[Opening Information shown section]

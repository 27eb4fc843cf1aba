//! tieba (Baidu forum) client API.
//!
//! Everything is a form-urlencoded POST. The signature is the UPPERCASE
//! MD5 of the sorted `key=value` pairs joined with `&` and then stripped
//! of every `&` byte (value-embedded ones included), followed by a fixed
//! salt; the pairs are deliberately not percent-encoded because the
//! upstream verifies the raw bytes.

use md5::{Digest, Md5};
use rand::Rng;
use reqwest::header::CONTENT_TYPE;
use serde_json::Value;

use crate::error::AppError;
use crate::net::{ensure_success, read_text, HttpClient, RetryPolicy};
use crate::parse;
use crate::url::{self, Params};

const SALT: &[u8] = b"tiebaclient!!!";
const HOST: &str = "http://c.tieba.baidu.com";
const CLIENT_VERSION: &str = "9.9.8.32";

/// UPPERCASE MD5 hex over the sorted pairs with every `&` byte stripped,
/// including ones inside values, plus the salt.
pub fn signature(params: &Params) -> String {
    let mut hasher = Md5::new();
    hasher.update(params.raw_query().replace('&', "").as_bytes());
    hasher.update(SALT);
    hex::encode_upper(hasher.finalize())
}

/// Renders the signed request body: `&`-joined sorted raw pairs with
/// `sign` appended last.
pub fn sign_body(params: &Params) -> String {
    format!("{}&sign={}", params.raw_query(), signature(params))
}

fn random_client_id<R: Rng>(rng: &mut R) -> String {
    format!(
        "wappc_{:013}_{:03}",
        rng.gen_range(0..10_000_000_000_000_u64),
        rng.gen_range(0..1000_u32)
    )
}

pub struct TiebaClient {
    http: HttpClient,
    retry: RetryPolicy,
}

impl TiebaClient {
    pub fn new(http: HttpClient) -> Self {
        Self {
            http,
            retry: RetryPolicy::default(),
        }
    }

    async fn post_form(&self, path: &str, mut params: Params) -> Result<Value, AppError> {
        params.insert("_client_id", random_client_id(&mut rand::thread_rng()));
        params.insert("_client_type", 2);
        params.insert("_client_version", CLIENT_VERSION);
        let body = sign_body(&params);
        let request = self
            .http
            .client()
            .post(url::build(HOST, path, &Params::new()))
            .header(CONTENT_TYPE, "application/x-www-form-urlencoded")
            .body(body);
        let response = self.http.send_retrying(request, &self.retry).await?;
        let response = ensure_success(response).await?;
        let text = read_text(response).await?;
        parse::loose_json(&text)
    }

    pub async fn post_list(&self, name: &str, page: i64, size: i64) -> Result<Value, AppError> {
        let mut params = Params::new();
        params.insert("kw", name);
        params.insert("pn", page);
        params.insert("rn", size);
        self.post_form("c/f/frs/page", params).await
    }

    pub async fn post_detail(
        &self,
        tid: i64,
        page: i64,
        size: i64,
        reversed: bool,
    ) -> Result<Value, AppError> {
        let mut params = Params::new();
        params.insert("kz", tid);
        params.insert("pn", page);
        params.insert("rn", size);
        if reversed {
            params.insert("last", 1);
            params.insert("r", 1);
        }
        self.post_form("c/f/pb/page", params).await
    }

    pub async fn user_profile(&self, uid: i64) -> Result<Value, AppError> {
        let mut params = Params::new();
        params.insert("uid", uid);
        params.insert("need_post_count", 1);
        params.insert("has_plist", 1);
        self.post_form("c/u/user/profile", params).await
    }
}

#[cfg(test)]
mod tests {
    use rand::SeedableRng;

    use super::*;

    #[test]
    fn signature_matches_known_digest() {
        let mut params = Params::new();
        params.insert("kw", "rust");
        params.insert("pn", 1);
        params.insert("rn", 50);
        params.insert("_client_id", "wappc_1234567890123_123");
        params.insert("_client_type", 2);
        params.insert("_client_version", CLIENT_VERSION);
        assert_eq!(signature(&params), "A25D5EEB41B5414683652CA91135F582");
    }

    #[test]
    fn ampersands_inside_values_are_stripped_from_the_digest() {
        // md5("kw=abpn=1" + salt); the & in the value vanishes too
        let mut params = Params::new();
        params.insert("kw", "a&b");
        params.insert("pn", 1);
        assert_eq!(signature(&params), "A94BAE1A42237B788A8FA14767ACE5A0");
    }

    #[test]
    fn body_ends_with_sign_and_stays_unencoded() {
        let mut params = Params::new();
        params.insert("kw", "rust language");
        params.insert("pn", 1);
        let body = sign_body(&params);
        assert!(body.starts_with("kw=rust language&pn=1&sign="));
        assert_eq!(body.split("&sign=").nth(1).unwrap().len(), 32);
    }

    #[test]
    fn client_id_has_the_wappc_shape() {
        let mut rng = rand::rngs::StdRng::seed_from_u64(7);
        let id = random_client_id(&mut rng);
        let parts: Vec<&str> = id.split('_').collect();
        assert_eq!(parts[0], "wappc");
        assert_eq!(parts[1].len(), 13);
        assert_eq!(parts[2].len(), 3);
        assert!(parts[1].chars().all(|c| c.is_ascii_digit()));
    }
}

[Closing Information shown section]

▸ How to complete this task: Among the entries, find every line holding "sorted" and return it.

▸ Exercise output:
//! MD5 of the sorted `key=value` pairs joined with `&` and then stripped
/// UPPERCASE MD5 hex over the sorted pairs with every `&` byte stripped,
/// Renders the signed request body: `&`-joined sorted raw pairs with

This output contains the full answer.